[Entries taken from a collection]
____

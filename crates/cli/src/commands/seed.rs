//! Seed the database with demo catalog rows and shipping addresses.
//!
//! Products are matched by name, so running the command twice leaves one row
//! per demo product and resets its stock. Addresses are only inserted when the
//! user has none yet.

use sqlx::PgPool;
use thiserror::Error;
use tracing::info;

use cartwright_core::Price;

use super::{DATABASE_URL_VAR, connect, database_url};

/// Demo catalog: name and price in cents.
const DEMO_PRODUCTS: &[(&str, i64)] = &[
    ("Walnut Desk Lamp", 4_999),
    ("Linen Throw Pillow", 2_450),
    ("Ceramic Pour-Over Set", 3_800),
    ("Wool Felt Coasters (4)", 1_299),
    ("Brass Bottle Opener", 999),
];

/// Options for the seed command.
#[derive(Debug, Clone)]
pub struct SeedOptions {
    /// Starting stock for every demo product.
    pub stock: i32,
    /// Owner of the demo shipping addresses.
    pub user_id: i32,
    /// Whether to insert addresses at all.
    pub addresses: bool,
}

/// Rows written by a seed run.
#[derive(Debug, Default, Clone, Copy)]
pub struct SeedSummary {
    pub products: usize,
    pub addresses: usize,
}

/// Errors that can occur while seeding.
#[derive(Debug, Error)]
pub enum SeedError {
    /// Required environment variable is missing.
    #[error("Missing environment variable: {0}")]
    MissingEnvVar(&'static str),

    /// Rejected command-line option.
    #[error("Invalid option: {0}")]
    InvalidOption(String),

    /// Database error.
    #[error("Database error: {0}")]
    Database(#[from] sqlx::Error),
}

/// Insert demo data.
///
/// # Errors
///
/// Returns `SeedError` for invalid options, a missing database URL, or any
/// failed statement. All writes happen in one transaction.
pub async fn run(options: &SeedOptions) -> Result<SeedSummary, SeedError> {
    validate(options)?;

    let database_url = database_url().ok_or(SeedError::MissingEnvVar(DATABASE_URL_VAR))?;
    let pool = connect(&database_url).await?;
    info!("Connected to database");

    seed(&pool, options).await
}

fn validate(options: &SeedOptions) -> Result<(), SeedError> {
    if options.stock < 0 {
        return Err(SeedError::InvalidOption(format!(
            "stock must not be negative (got {})",
            options.stock
        )));
    }
    if options.user_id <= 0 {
        return Err(SeedError::InvalidOption(format!(
            "user id must be positive (got {})",
            options.user_id
        )));
    }
    Ok(())
}

async fn seed(pool: &PgPool, options: &SeedOptions) -> Result<SeedSummary, SeedError> {
    let mut tx = pool.begin().await?;
    let mut summary = SeedSummary::default();

    for &(name, cents) in DEMO_PRODUCTS {
        let price = Price::from_cents(cents);
        let updated = sqlx::query(
            "UPDATE cartwright.product
             SET price = $2, stock = $3, version = version + 1, updated_at = NOW()
             WHERE name = $1",
        )
        .bind(name)
        .bind(price.amount())
        .bind(options.stock)
        .execute(&mut *tx)
        .await?
        .rows_affected();

        if updated == 0 {
            sqlx::query("INSERT INTO cartwright.product (name, price, stock) VALUES ($1, $2, $3)")
                .bind(name)
                .bind(price.amount())
                .bind(options.stock)
                .execute(&mut *tx)
                .await?;
        }

        info!(product = %name, %price, stock = options.stock, "Seeded product");
        summary.products += 1;
    }

    if options.addresses {
        summary.addresses = seed_addresses(&mut tx, options.user_id).await?;
    }

    tx.commit().await?;
    Ok(summary)
}

async fn seed_addresses(
    tx: &mut sqlx::Transaction<'_, sqlx::Postgres>,
    user_id: i32,
) -> Result<usize, SeedError> {
    let existing: i64 =
        sqlx::query_scalar("SELECT COUNT(*) FROM cartwright.address WHERE user_id = $1")
            .bind(user_id)
            .fetch_one(&mut **tx)
            .await?;

    if existing > 0 {
        info!(user_id, existing, "User already has addresses, skipping");
        return Ok(0);
    }

    let addresses = [
        ("Ada", "Lovelace", "12 Analytical Way", "London", "LDN", "GB", "N1 9GU"),
        ("Grace", "Hopper", "700 Compiler Ct", "Arlington", "VA", "US", "22201"),
    ];

    for (first, last, street, city, state, country, zip) in addresses {
        let email = format!("{}.{}@example.com", first.to_lowercase(), last.to_lowercase());
        sqlx::query(
            "INSERT INTO cartwright.address
                (user_id, first_name, last_name, street_address, city, state, country, zip_code, email)
             VALUES ($1, $2, $3, $4, $5, $6, $7, $8, $9)",
        )
        .bind(user_id)
        .bind(first)
        .bind(last)
        .bind(street)
        .bind(city)
        .bind(state)
        .bind(country)
        .bind(zip)
        .bind(&email)
        .execute(&mut **tx)
        .await?;
    }

    info!(user_id, count = addresses.len(), "Seeded addresses");
    Ok(addresses.len())
}

#[cfg(test)]
mod tests {
    use super::*;

    fn options(stock: i32, user_id: i32) -> SeedOptions {
        SeedOptions {
            stock,
            user_id,
            addresses: true,
        }
    }

    #[test]
    fn test_validate_options() {
        assert!(validate(&options(10, 1)).is_ok());
        assert!(validate(&options(0, 1)).is_ok());
        assert!(matches!(
            validate(&options(-1, 1)),
            Err(SeedError::InvalidOption(_))
        ));
        assert!(matches!(
            validate(&options(10, 0)),
            Err(SeedError::InvalidOption(_))
        ));
    }

    #[test]
    fn test_demo_prices_are_positive() {
        for (name, cents) in DEMO_PRODUCTS {
            assert!(*cents > 0, "{name} has no price");
        }
    }
}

____

■ **Assignment**
The answer must be all the lines above that hold the word "SeedOptions".

■ **Response box**
pub struct SeedOptions {
pub async fn run(options: &SeedOptions) -> Result<SeedSummary, SeedError> {
fn validate(options: &SeedOptions) -> Result<(), SeedError> {
async fn seed(pool: &PgPool, options: &SeedOptions) -> Result<SeedSummary, SeedError> {
    fn options(stock: i32, user_id: i32) -> SeedOptions {
        SeedOptions {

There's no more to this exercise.